_Work request_.
A single number is the whole answer: the count of lines in these entries that hold "Option".

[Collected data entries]
*** Begin section ***

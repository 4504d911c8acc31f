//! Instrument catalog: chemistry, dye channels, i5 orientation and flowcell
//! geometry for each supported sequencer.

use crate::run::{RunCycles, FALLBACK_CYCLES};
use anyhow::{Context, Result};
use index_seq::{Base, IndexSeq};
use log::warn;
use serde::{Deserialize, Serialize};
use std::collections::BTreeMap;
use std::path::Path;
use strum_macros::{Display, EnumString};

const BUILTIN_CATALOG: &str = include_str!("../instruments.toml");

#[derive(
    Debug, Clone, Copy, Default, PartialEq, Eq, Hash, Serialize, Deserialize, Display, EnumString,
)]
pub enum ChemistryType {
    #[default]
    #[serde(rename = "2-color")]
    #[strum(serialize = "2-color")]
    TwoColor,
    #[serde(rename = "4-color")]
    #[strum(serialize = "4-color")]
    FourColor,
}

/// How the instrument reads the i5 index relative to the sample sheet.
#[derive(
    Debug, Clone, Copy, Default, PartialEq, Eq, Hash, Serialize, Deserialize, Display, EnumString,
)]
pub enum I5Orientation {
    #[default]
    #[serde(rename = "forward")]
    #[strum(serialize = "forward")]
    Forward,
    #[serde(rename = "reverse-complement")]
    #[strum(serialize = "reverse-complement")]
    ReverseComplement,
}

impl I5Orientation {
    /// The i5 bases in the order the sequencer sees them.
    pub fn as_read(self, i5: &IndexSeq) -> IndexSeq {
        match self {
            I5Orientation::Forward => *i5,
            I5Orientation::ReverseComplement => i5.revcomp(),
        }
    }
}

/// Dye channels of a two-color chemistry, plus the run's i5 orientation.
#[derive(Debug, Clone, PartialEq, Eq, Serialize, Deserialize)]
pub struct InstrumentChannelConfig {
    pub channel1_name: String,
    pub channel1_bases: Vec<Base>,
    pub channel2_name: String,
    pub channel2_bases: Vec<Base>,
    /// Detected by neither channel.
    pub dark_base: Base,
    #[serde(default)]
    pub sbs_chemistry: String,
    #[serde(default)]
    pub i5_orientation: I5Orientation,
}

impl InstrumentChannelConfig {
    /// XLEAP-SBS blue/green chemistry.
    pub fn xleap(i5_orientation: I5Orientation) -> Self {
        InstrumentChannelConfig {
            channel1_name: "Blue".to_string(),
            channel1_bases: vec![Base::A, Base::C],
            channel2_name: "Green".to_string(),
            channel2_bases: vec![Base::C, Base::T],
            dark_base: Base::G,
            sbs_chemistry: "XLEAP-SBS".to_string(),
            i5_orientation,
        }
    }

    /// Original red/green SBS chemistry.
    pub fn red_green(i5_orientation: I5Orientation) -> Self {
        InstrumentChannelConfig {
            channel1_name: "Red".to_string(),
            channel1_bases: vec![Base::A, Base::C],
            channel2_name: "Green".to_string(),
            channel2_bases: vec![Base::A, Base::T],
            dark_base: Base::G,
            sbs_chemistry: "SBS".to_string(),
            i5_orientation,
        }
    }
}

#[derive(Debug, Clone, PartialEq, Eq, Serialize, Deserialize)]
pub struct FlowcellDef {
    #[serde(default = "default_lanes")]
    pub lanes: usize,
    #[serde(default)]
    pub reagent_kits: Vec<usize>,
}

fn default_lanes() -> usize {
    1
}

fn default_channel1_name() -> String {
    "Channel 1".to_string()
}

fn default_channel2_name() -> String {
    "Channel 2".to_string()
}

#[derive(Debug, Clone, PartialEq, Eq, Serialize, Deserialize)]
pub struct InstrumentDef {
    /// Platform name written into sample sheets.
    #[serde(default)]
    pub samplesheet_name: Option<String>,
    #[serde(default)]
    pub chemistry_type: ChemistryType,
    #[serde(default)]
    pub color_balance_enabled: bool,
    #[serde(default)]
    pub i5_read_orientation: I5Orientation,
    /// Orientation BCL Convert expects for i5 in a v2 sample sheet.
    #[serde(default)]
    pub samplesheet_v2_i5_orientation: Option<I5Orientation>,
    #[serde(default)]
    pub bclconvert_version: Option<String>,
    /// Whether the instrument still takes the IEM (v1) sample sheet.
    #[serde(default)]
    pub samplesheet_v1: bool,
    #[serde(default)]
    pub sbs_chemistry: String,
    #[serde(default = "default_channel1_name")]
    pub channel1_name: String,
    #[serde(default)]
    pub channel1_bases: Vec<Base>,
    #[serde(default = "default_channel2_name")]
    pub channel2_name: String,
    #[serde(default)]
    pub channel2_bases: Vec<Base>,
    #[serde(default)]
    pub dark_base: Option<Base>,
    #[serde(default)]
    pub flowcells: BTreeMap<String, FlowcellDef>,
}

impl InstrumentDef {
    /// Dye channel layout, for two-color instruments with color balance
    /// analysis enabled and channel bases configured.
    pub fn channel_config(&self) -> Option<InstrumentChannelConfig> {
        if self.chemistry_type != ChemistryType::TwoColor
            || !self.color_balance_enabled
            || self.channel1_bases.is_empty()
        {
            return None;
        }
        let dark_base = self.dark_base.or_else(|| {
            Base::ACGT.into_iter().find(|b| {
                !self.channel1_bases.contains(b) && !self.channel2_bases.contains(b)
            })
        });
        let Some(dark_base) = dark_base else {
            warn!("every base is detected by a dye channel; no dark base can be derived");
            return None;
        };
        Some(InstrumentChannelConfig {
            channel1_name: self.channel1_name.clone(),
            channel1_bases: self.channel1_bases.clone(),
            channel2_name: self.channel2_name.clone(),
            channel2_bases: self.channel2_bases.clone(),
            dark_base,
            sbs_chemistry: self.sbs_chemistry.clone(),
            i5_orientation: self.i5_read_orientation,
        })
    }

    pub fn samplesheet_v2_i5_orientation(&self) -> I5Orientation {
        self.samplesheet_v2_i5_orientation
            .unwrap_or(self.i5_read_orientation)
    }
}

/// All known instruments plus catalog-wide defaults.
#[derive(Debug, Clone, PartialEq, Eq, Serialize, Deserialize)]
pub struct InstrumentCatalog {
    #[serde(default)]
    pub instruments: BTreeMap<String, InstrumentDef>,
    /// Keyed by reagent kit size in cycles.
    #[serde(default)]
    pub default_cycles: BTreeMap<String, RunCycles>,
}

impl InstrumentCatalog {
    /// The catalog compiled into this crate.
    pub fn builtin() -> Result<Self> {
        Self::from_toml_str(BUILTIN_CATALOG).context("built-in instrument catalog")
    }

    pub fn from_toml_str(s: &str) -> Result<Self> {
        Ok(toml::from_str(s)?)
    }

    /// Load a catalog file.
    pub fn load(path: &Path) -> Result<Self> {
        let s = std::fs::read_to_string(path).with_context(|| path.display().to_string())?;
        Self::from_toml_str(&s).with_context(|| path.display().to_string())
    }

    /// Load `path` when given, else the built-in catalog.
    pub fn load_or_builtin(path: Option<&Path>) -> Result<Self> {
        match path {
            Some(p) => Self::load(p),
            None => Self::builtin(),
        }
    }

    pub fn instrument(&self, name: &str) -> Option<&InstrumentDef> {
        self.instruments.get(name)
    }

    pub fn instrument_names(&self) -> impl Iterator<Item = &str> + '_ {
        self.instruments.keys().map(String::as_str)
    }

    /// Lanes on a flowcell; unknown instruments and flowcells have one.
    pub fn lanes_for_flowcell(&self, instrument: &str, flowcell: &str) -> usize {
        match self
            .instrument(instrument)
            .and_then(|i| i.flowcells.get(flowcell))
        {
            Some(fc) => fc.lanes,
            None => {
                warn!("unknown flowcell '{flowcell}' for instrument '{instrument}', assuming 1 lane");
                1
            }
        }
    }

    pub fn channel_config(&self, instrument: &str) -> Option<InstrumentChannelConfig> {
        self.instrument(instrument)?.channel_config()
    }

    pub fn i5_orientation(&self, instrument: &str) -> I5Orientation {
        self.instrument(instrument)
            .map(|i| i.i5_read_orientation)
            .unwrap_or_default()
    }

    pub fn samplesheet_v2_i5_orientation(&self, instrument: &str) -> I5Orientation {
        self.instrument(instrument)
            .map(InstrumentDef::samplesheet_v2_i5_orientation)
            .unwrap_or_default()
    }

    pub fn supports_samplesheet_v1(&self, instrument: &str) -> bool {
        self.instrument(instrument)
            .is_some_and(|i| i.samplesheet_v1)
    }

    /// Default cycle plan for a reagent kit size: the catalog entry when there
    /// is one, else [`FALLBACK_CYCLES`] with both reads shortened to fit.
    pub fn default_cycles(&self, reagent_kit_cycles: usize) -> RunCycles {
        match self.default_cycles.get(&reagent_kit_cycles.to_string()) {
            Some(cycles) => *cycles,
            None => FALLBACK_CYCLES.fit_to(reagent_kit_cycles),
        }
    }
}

*** End section ***

_Task response_.
8